2.7  Micronutrients in detail

2.7.1  Vitamins

Vitamins are groups of related substances present in small amounts in foodstuffs and are necessary for the body to function normally. Vitamins are also called protective foods. They are grouped together because, as their name implies, they are a vital factor in the diet.

Classifications of vitamins

Vitamins are classified into two groups:

Fat soluble vitamins (vitamins A, D, E and K) are soluble in fats and fat solvents. They are insoluble in water. So these are utilised only if there is enough fat in the body.

Water soluble vitamins (vitamins B and C, and folic acid) are soluble in water and so they cannot be stored in the body.

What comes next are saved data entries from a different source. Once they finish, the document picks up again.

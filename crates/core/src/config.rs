//! Configuration management for AI-DOC.
//!
//! This module handles loading and merging configuration from multiple sources:
//! - Built-in defaults
//! - Config files (.aidoc/config.yaml)
//! - Environment variables
//! - Command-line flags
//!
//! Later sources override earlier ones.

use serde::{Deserialize, Serialize};
use std::path::{Path, PathBuf};

use crate::error::{AppError, AppResult};

/// Known language model providers.
pub const LLM_PROVIDERS: [&str; 3] = ["ollama", "groq", "openai"];

/// Known embedding providers.
pub const EMBEDDING_PROVIDERS: [&str; 2] = ["trigram", "ollama"];

/// Main application configuration.
#[derive(Debug, Clone, Serialize, Deserialize)]
pub struct AppConfig {
    /// Path to the workspace root (contains .aidoc/)
    pub workspace: PathBuf,

    /// Optional config file path
    pub config_file: Option<PathBuf>,

    /// API key for the LLM provider (overrides `llm.api_key_env`)
    #[serde(skip_serializing)]
    pub api_key: Option<String>,

    /// Log level override
    pub log_level: Option<String>,

    /// Verbose mode (enables debug logging)
    pub verbose: bool,

    /// Disable colored output
    pub no_color: bool,

    /// Answer synthesis model settings
    pub llm: LlmSettings,

    /// Embedding model settings
    pub embedding: EmbeddingSettings,

    /// Chunking, retrieval and synthesis parameters
    pub pipeline: PipelineSettings,

    /// Fallback corpus location
    pub corpus: CorpusSettings,
}

/// Language model used for answer synthesis.
#[derive(Debug, Clone, Serialize, Deserialize, PartialEq)]
#[serde(rename_all = "camelCase", default)]
pub struct LlmSettings {
    /// Provider name ("ollama", "groq", "openai")
    pub provider: String,

    /// Model identifier
    pub model: String,

    /// Custom endpoint URL
    pub endpoint: Option<String>,

    /// Environment variable holding the API key
    pub api_key_env: Option<String>,

    /// Sampling temperature
    pub temperature: f32,

    /// Maximum tokens to generate
    pub max_tokens: u32,
}

impl Default for LlmSettings {
    fn default() -> Self {
        Self {
            provider: "ollama".to_string(), // Local-first default
            model: "llama3.2".to_string(),
            endpoint: None,
            api_key_env: None,
            temperature: 0.2,
            max_tokens: 1024,
        }
    }
}

/// Embedding model settings.
#[derive(Debug, Clone, Serialize, Deserialize, PartialEq)]
#[serde(rename_all = "camelCase", default)]
pub struct EmbeddingSettings {
    /// Provider name ("trigram", "ollama")
    pub provider: String,

    /// Model identifier
    pub model: String,

    /// Embedding vector dimensions
    pub dimensions: usize,

    /// Maximum texts per embedding request
    pub batch_size: usize,

    /// Custom endpoint URL
    pub endpoint: Option<String>,
}

impl Default for EmbeddingSettings {
    fn default() -> Self {
        Self {
            provider: "trigram".to_string(),
            model: "trigram-v1".to_string(),
            dimensions: 384,
            batch_size: 64,
            endpoint: None,
        }
    }
}

/// Distance metric used by a vector index.
#[derive(Debug, Clone, Copy, Serialize, Deserialize, PartialEq, Eq, Default)]
#[serde(rename_all = "camelCase")]
pub enum DistanceMetric {
    /// `1 - cos(a, b)`
    #[default]
    Cosine,
    /// L2 distance
    Euclidean,
}

/// What to do when retrieval returns no passages.
#[derive(Debug, Clone, Copy, Serialize, Deserialize, PartialEq, Eq, Default)]
#[serde(rename_all = "camelCase")]
pub enum EmptyRetrievalPolicy {
    /// Ask the model for a general answer, flagged as not grounded in the corpus
    #[default]
    GeneralAnswer,
    /// Refuse with `AppError::NoContext`
    Fail,
}

/// Chunking, retrieval and synthesis parameters.
#[derive(Debug, Clone, Serialize, Deserialize, PartialEq)]
#[serde(rename_all = "camelCase", default)]
pub struct PipelineSettings {
    /// Maximum passage length in characters
    pub chunk_size: usize,

    /// Characters shared between consecutive passages
    pub chunk_overlap: usize,

    /// Passages retrieved per question
    pub top_k: usize,

    /// Upper bound on the context handed to the model, in characters
    pub max_context_chars: usize,

    /// Distance metric for new indexes
    pub distance: DistanceMetric,

    /// Behavior when retrieval finds nothing
    pub empty_retrieval: EmptyRetrievalPolicy,

    /// Optional YAML prompt definition replacing the built-in one
    pub prompt_file: Option<PathBuf>,
}

impl Default for PipelineSettings {
    fn default() -> Self {
        Self {
            chunk_size: 1000,
            chunk_overlap: 200,
            top_k: 4,
            max_context_chars: 6000,
            distance: DistanceMetric::default(),
            empty_retrieval: EmptyRetrievalPolicy::default(),
            prompt_file: None,
        }
    }
}

/// Default reference corpus location.
#[derive(Debug, Clone, Serialize, Deserialize, PartialEq)]
#[serde(rename_all = "camelCase", default)]
pub struct CorpusSettings {
    /// Directory scanned for the fallback corpus
    pub default_dir: PathBuf,
}

impl Default for CorpusSettings {
    fn default() -> Self {
        Self {
            default_dir: PathBuf::from("data/default_corpus"),
        }
    }
}

/// Full configuration file structure.
#[derive(Debug, Clone, Default, Serialize, Deserialize)]
struct ConfigFile {
    llm: Option<LlmSettings>,
    embedding: Option<EmbeddingSettings>,
    pipeline: Option<PipelineSettings>,
    corpus: Option<CorpusSettings>,
    logging: Option<LoggingConfig>,
}

#[derive(Debug, Clone, Serialize, Deserialize)]
struct LoggingConfig {
    level: Option<String>,
    color: Option<bool>,
}

impl Default for AppConfig {
    fn default() -> Self {
        Self {
            workspace: std::env::current_dir().unwrap_or_else(|_| PathBuf::from(".")),
            config_file: None,
            api_key: None,
            log_level: None,
            verbose: false,
            no_color: false,
            llm: LlmSettings::default(),
            embedding: EmbeddingSettings::default(),
            pipeline: PipelineSettings::default(),
            corpus: CorpusSettings::default(),
        }
    }
}

impl AppConfig {
    /// Load configuration from defaults, the YAML config file and environment variables.
    ///
    /// Environment variables:
    /// - `AIDOC_WORKSPACE`: Override workspace path
    /// - `AIDOC_CONFIG`: Path to config file
    /// - `AIDOC_PROVIDER`: LLM provider
    /// - `AIDOC_MODEL`: Model identifier
    /// - `AIDOC_API_KEY`: API key
    /// - `AIDOC_DEFAULT_CORPUS`: Fallback corpus directory
    /// - `RUST_LOG`: Log level
    /// - `NO_COLOR`: Disable colored output
    ///
    /// # Example
    /// ```no_run
    /// use aidoc_core::config::AppConfig;
    ///
    /// let config = AppConfig::load().expect("Failed to load config");
    /// println!("Workspace: {:?}", config.workspace);
    /// ```
    pub fn load() -> AppResult<Self> {
        Self::load_from(None, None)
    }

    /// Load configuration with explicit workspace and config file paths.
    ///
    /// Explicit paths (the `--workspace` and `--config` flags) win over
    /// `AIDOC_WORKSPACE` and `AIDOC_CONFIG`. They are resolved before the
    /// YAML merge so the selected file is the one that gets read.
    pub fn load_from(workspace: Option<PathBuf>, config_file: Option<PathBuf>) -> AppResult<Self> {
        let mut config = Self::default();

        if let Some(workspace) =
            workspace.or_else(|| std::env::var_os("AIDOC_WORKSPACE").map(PathBuf::from))
        {
            config.workspace = workspace;
        }

        if let Some(config_file) =
            config_file.or_else(|| std::env::var_os("AIDOC_CONFIG").map(PathBuf::from))
        {
            config.config_file = Some(config_file);
        }

        if !config.workspace.exists() {
            return Err(AppError::Config(format!(
                "Workspace directory does not exist: {:?}",
                config.workspace
            )));
        }

        let config_path = config
            .config_file
            .clone()
            .unwrap_or_else(|| config.aidoc_dir().join("config.yaml"));

        if config_path.exists() {
            config = config.merge_yaml(&config_path)?;
        }

        // Environment variables override YAML config
        if let Ok(provider) = std::env::var("AIDOC_PROVIDER") {
            config.llm.provider = provider;
        }

        if let Ok(model) = std::env::var("AIDOC_MODEL") {
            config.llm.model = model;
        }

        if let Ok(dir) = std::env::var("AIDOC_DEFAULT_CORPUS") {
            config.corpus.default_dir = PathBuf::from(dir);
        }

        config.api_key = std::env::var("AIDOC_API_KEY").ok();
        if let Ok(level) = std::env::var("RUST_LOG") {
            config.log_level = Some(level);
        }

        if std::env::var("NO_COLOR").is_ok() {
            config.no_color = true;
        }

        Ok(config)
    }

    /// Merge YAML configuration file into this config.
    fn merge_yaml(&self, path: &Path) -> AppResult<Self> {
        let contents = std::fs::read_to_string(path).map_err(|e| {
            AppError::Config(format!("Failed to read config file {:?}: {}", path, e))
        })?;

        let config_file: ConfigFile = serde_yaml::from_str(&contents).map_err(|e| {
            AppError::Config(format!("Failed to parse config file {:?}: {}", path, e))
        })?;

        tracing::debug!("Merging config file {:?}", path);

        let mut result = self.clone();

        if let Some(logging) = config_file.logging {
            if let Some(level) = logging.level {
                result.log_level = Some(level);
            }
            if let Some(color) = logging.color {
                result.no_color = !color;
            }
        }

        if let Some(llm) = config_file.llm {
            result.llm = llm;
        }
        if let Some(embedding) = config_file.embedding {
            result.embedding = embedding;
        }
        if let Some(mut pipeline) = config_file.pipeline {
            // Relative prompt files resolve against the workspace
            pipeline.prompt_file = pipeline
                .prompt_file
                .map(|p| if p.is_relative() { result.workspace.join(p) } else { p });
            result.pipeline = pipeline;
        }
        if let Some(corpus) = config_file.corpus {
            result.corpus = corpus;
        }

        Ok(result)
    }

    /// Apply CLI overrides to the configuration.
    ///
    /// CLI flags take precedence over environment variables and the config file.
    /// Workspace and config file paths are not overrides; pass them to
    /// [`AppConfig::load_from`] so the right file is merged.
    pub fn with_overrides(
        mut self,
        provider: Option<String>,
        model: Option<String>,
        log_level: Option<String>,
        verbose: bool,
        no_color: bool,
    ) -> Self {
        if let Some(provider) = provider {
            self.llm.provider = provider;
        }

        if let Some(model) = model {
            self.llm.model = model;
        }

        if let Some(log_level) = log_level {
            self.log_level = Some(log_level);
        }

        if verbose {
            self.verbose = true;
            // Verbose mode implies debug logging
            if self.log_level.is_none() {
                self.log_level = Some("debug".to_string());
            }
        }

        if no_color {
            self.no_color = true;
        }

        self
    }

    /// Get the path to the .aidoc directory.
    pub fn aidoc_dir(&self) -> PathBuf {
        self.workspace.join(".aidoc")
    }

    /// Fallback corpus directory, resolved against the workspace.
    pub fn default_corpus_dir(&self) -> PathBuf {
        if self.corpus.default_dir.is_relative() {
            self.workspace.join(&self.corpus.default_dir)
        } else {
            self.corpus.default_dir.clone()
        }
    }

    /// Resolve the API key for the configured LLM provider.
    ///
    /// `AIDOC_API_KEY` wins; otherwise the variable named by `llm.apiKeyEnv`,
    /// falling back to the provider's conventional variable.
    pub fn resolve_api_key(&self) -> Option<String> {
        if let Some(ref key) = self.api_key {
            return Some(key.clone());
        }

        let env_var = self
            .llm
            .api_key_env
            .clone()
            .or_else(|| default_api_key_env(&self.llm.provider).map(str::to_string))?;

        std::env::var(env_var).ok()
    }

    /// Validate the configuration before any component is built.
    pub fn validate(&self) -> AppResult<()> {
        let provider = self.llm.provider.to_lowercase();
        if !LLM_PROVIDERS.contains(&provider.as_str()) {
            return Err(AppError::Config(format!(
                "Unknown provider: {}. Supported: {}",
                self.llm.provider,
                LLM_PROVIDERS.join(", ")
            )));
        }

        if !EMBEDDING_PROVIDERS.contains(&self.embedding.provider.as_str()) {
            return Err(AppError::Config(format!(
                "Unknown embedding provider: {}. Supported: {}",
                self.embedding.provider,
                EMBEDDING_PROVIDERS.join(", ")
            )));
        }

        if self.embedding.dimensions == 0 || self.embedding.batch_size == 0 {
            return Err(AppError::Config(
                "Embedding dimensions and batch size must be positive".to_string(),
            ));
        }

        let pipeline = &self.pipeline;
        if pipeline.chunk_overlap >= pipeline.chunk_size {
            return Err(AppError::Config(format!(
                "chunkOverlap ({}) must be smaller than chunkSize ({})",
                pipeline.chunk_overlap, pipeline.chunk_size
            )));
        }

        if pipeline.top_k == 0 {
            return Err(AppError::Config("topK must be at least 1".to_string()));
        }

        if default_api_key_env(&provider).is_some() && self.resolve_api_key().is_none() {
            return Err(AppError::Config(format!(
                "API key not found for provider '{}'",
                self.llm.provider
            )));
        }

        Ok(())
    }
}

/// Conventional API key variable for hosted providers.
fn default_api_key_env(provider: &str) -> Option<&'static str> {
    match provider.to_lowercase().as_str() {
        "groq" => Some("GROQ_API_KEY"),
        "openai" => Some("OPENAI_API_KEY"),
        _ => None,
    }
}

The best sources of micronutrients in our diets are fruits and vegetables. These two food groups contain essential vitamins and minerals. Animal sources of foods are also both good sources of micronutrients. However, an adequate micronutrient intake can only be achieved through sufficient intake of a balanced diet that includes plenty of fruits and vegetables. Table 2.1 overleaf sets out the functions of some of the important vitamins and examples of sources of food for each of these.

Table 2.1  Functions and sources of vitamins.
Vitamins FunctionFood sources
Vitamin A

Night vision

Healing epithelial cells

Normal development of teeth and bones

Breastmilk, tomatoes, cabbage, lettuce, pumpkins

Mangoes, papaya, carrots

Liver, kidney, egg yolk, milk, butter, cheese cream

Vitamin D

Needed for absorption of calcium from small intestines

Calcification of the skeleton

Ultra violet light from the sun

Eggs, butter, fish

Fortified oils, fats and cereals

Vitamin KFor blood clotting

Green leafy vegetables

Fruits, cereals, meat, dairy products

B complexMetabolism of carbohydrates, proteins and fats

Milk, egg yolk, liver, kidney and heart

Whole grain cereals, meat, whole bread, fish, bananas

Vitamin C

Prevention of scurvy

Aiding wound healing

Assisting absorption of iron

Fresh fruits (oranges, banana, mango, grapefruits, lemons, potatoes) and vegetables (cabbage, carrots, pepper, tomatoes)


Epithelial cells form the thin layer of tissue lining the gut, respiratory and genitourinary systems.

Calcification refers to the hardening of bones by calcium deposits.

Scurvy is a disease caused by vitamin C deficiency which leads to sore skin, bleeding gums and internal bleeding.